WORK TASK >> Each record below must be written out again in exactly the same form.

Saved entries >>
::::::
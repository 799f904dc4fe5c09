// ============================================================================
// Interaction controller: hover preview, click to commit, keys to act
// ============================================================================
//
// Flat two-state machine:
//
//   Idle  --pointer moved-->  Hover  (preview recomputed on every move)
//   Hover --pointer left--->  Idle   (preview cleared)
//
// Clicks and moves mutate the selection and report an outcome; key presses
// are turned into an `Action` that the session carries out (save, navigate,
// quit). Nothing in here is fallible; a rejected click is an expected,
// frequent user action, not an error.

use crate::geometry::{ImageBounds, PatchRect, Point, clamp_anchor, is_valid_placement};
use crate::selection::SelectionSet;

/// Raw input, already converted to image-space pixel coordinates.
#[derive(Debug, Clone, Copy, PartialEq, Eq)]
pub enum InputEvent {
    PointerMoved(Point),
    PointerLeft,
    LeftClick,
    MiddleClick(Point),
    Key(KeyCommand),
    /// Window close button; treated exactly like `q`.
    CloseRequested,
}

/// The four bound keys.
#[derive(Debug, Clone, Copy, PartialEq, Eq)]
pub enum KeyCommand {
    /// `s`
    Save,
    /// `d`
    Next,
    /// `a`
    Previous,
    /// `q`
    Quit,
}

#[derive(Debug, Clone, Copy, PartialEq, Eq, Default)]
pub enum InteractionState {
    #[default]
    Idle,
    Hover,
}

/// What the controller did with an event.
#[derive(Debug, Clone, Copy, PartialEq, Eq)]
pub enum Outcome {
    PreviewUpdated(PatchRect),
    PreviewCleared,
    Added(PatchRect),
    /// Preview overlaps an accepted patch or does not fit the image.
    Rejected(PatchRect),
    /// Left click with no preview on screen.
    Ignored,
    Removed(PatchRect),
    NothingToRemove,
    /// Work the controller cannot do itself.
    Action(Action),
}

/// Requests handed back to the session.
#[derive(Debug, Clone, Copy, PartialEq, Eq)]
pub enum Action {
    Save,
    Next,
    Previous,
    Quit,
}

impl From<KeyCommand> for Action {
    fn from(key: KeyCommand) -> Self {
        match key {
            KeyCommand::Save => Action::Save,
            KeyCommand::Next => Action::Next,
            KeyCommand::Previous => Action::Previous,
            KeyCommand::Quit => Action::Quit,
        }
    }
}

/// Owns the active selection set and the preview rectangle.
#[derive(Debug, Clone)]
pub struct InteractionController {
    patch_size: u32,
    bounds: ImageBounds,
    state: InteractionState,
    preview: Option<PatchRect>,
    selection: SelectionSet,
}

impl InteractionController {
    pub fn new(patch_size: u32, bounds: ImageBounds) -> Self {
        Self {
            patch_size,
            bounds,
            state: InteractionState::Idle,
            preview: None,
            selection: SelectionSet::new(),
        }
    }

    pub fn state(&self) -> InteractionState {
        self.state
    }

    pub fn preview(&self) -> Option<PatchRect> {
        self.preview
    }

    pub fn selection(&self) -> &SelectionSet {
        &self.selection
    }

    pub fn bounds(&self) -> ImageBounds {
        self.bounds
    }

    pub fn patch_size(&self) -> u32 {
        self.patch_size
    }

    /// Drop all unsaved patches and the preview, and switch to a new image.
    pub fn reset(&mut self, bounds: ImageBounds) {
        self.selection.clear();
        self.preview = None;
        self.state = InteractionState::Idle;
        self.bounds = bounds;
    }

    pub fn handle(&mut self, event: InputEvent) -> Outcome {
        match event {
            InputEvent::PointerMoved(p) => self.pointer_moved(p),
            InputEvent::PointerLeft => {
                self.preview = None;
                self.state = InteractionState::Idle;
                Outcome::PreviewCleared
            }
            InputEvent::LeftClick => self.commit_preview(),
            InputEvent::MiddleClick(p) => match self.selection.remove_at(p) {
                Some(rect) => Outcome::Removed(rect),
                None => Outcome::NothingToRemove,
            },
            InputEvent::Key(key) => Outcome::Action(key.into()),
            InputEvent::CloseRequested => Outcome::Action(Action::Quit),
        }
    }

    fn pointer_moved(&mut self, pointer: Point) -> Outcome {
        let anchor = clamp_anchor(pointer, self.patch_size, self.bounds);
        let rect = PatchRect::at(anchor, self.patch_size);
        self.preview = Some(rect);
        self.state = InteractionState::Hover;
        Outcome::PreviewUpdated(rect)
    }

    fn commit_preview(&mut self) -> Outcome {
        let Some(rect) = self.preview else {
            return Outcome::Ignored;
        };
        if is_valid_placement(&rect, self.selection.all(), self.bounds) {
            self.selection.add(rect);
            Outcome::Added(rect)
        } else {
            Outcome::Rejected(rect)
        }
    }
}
::::::
ANSWER TO THIS TASK >>
repository 799f904dc4fe5c09
// ============================================================================
// Interaction controller: hover preview, click to commit, keys to act
// ============================================================================
//
// Flat two-state machine:
//
//   Idle  --pointer moved-->  Hover  (preview recomputed on every move)
//   Hover --pointer left--->  Idle   (preview cleared)
//
// Clicks and moves mutate the selection and report an outcome; key presses
// are turned into an `Action` that the session carries out (save, navigate,
// quit). Nothing in here is fallible; a rejected click is an expected,
// frequent user action, not an error.

use crate::geometry::{ImageBounds, PatchRect, Point, clamp_anchor, is_valid_placement};
use crate::selection::SelectionSet;

/// Raw input, already converted to image-space pixel coordinates.
#[derive(Debug, Clone, Copy, PartialEq, Eq)]
pub enum InputEvent {
    PointerMoved(Point),
    PointerLeft,
    LeftClick,
    MiddleClick(Point),
    Key(KeyCommand),
    /// Window close button; treated exactly like `q`.
    CloseRequested,
}

/// The four bound keys.
#[derive(Debug, Clone, Copy, PartialEq, Eq)]
pub enum KeyCommand {
    /// `s`
    Save,
    /// `d`
    Next,
    /// `a`
    Previous,
    /// `q`
    Quit,
}

#[derive(Debug, Clone, Copy, PartialEq, Eq, Default)]
pub enum InteractionState {
    #[default]
    Idle,
    Hover,
}

/// What the controller did with an event.
#[derive(Debug, Clone, Copy, PartialEq, Eq)]
pub enum Outcome {
    PreviewUpdated(PatchRect),
    PreviewCleared,
    Added(PatchRect),
    /// Preview overlaps an accepted patch or does not fit the image.
    Rejected(PatchRect),
    /// Left click with no preview on screen.
    Ignored,
    Removed(PatchRect),
    NothingToRemove,
    /// Work the controller cannot do itself.
    Action(Action),
}

/// Requests handed back to the session.
#[derive(Debug, Clone, Copy, PartialEq, Eq)]
pub enum Action {
    Save,
    Next,
    Previous,
    Quit,
}

impl From<KeyCommand> for Action {
    fn from(key: KeyCommand) -> Self {
        match key {
            KeyCommand::Save => Action::Save,
            KeyCommand::Next => Action::Next,
            KeyCommand::Previous => Action::Previous,
            KeyCommand::Quit => Action::Quit,
        }
    }
}

/// Owns the active selection set and the preview rectangle.
#[derive(Debug, Clone)]
pub struct InteractionController {
    patch_size: u32,
    bounds: ImageBounds,
    state: InteractionState,
    preview: Option<PatchRect>,
    selection: SelectionSet,
}

impl InteractionController {
    pub fn new(patch_size: u32, bounds: ImageBounds) -> Self {
        Self {
            patch_size,
            bounds,
            state: InteractionState::Idle,
            preview: None,
            selection: SelectionSet::new(),
        }
    }

    pub fn state(&self) -> InteractionState {
        self.state
    }

    pub fn preview(&self) -> Option<PatchRect> {
        self.preview
    }

    pub fn selection(&self) -> &SelectionSet {
        &self.selection
    }

    pub fn bounds(&self) -> ImageBounds {
        self.bounds
    }

    pub fn patch_size(&self) -> u32 {
        self.patch_size
    }

    /// Drop all unsaved patches and the preview, and switch to a new image.
    pub fn reset(&mut self, bounds: ImageBounds) {
        self.selection.clear();
        self.preview = None;
        self.state = InteractionState::Idle;
        self.bounds = bounds;
    }

    pub fn handle(&mut self, event: InputEvent) -> Outcome {
        match event {
            InputEvent::PointerMoved(p) => self.pointer_moved(p),
            InputEvent::PointerLeft => {
                self.preview = None;
                self.state = InteractionState::Idle;
                Outcome::PreviewCleared
            }
            InputEvent::LeftClick => self.commit_preview(),
            InputEvent::MiddleClick(p) => match self.selection.remove_at(p) {
                Some(rect) => Outcome::Removed(rect),
                None => Outcome::NothingToRemove,
            },
            InputEvent::Key(key) => Outcome::Action(key.into()),
            InputEvent::CloseRequested => Outcome::Action(Action::Quit),
        }
    }

    fn pointer_moved(&mut self, pointer: Point) -> Outcome {
        let anchor = clamp_anchor(pointer, self.patch_size, self.bounds);
        let rect = PatchRect::at(anchor, self.patch_size);
        self.preview = Some(rect);
        self.state = InteractionState::Hover;
        Outcome::PreviewUpdated(rect)
    }

    fn commit_preview(&mut self) -> Outcome {
        let Some(rect) = self.preview else {
            return Outcome::Ignored;
        };
        if is_valid_placement(&rect, self.selection.all(), self.bounds) {
            self.selection.add(rect);
            Outcome::Added(rect)
        } else {
            Outcome::Rejected(rect)
        }
    }
}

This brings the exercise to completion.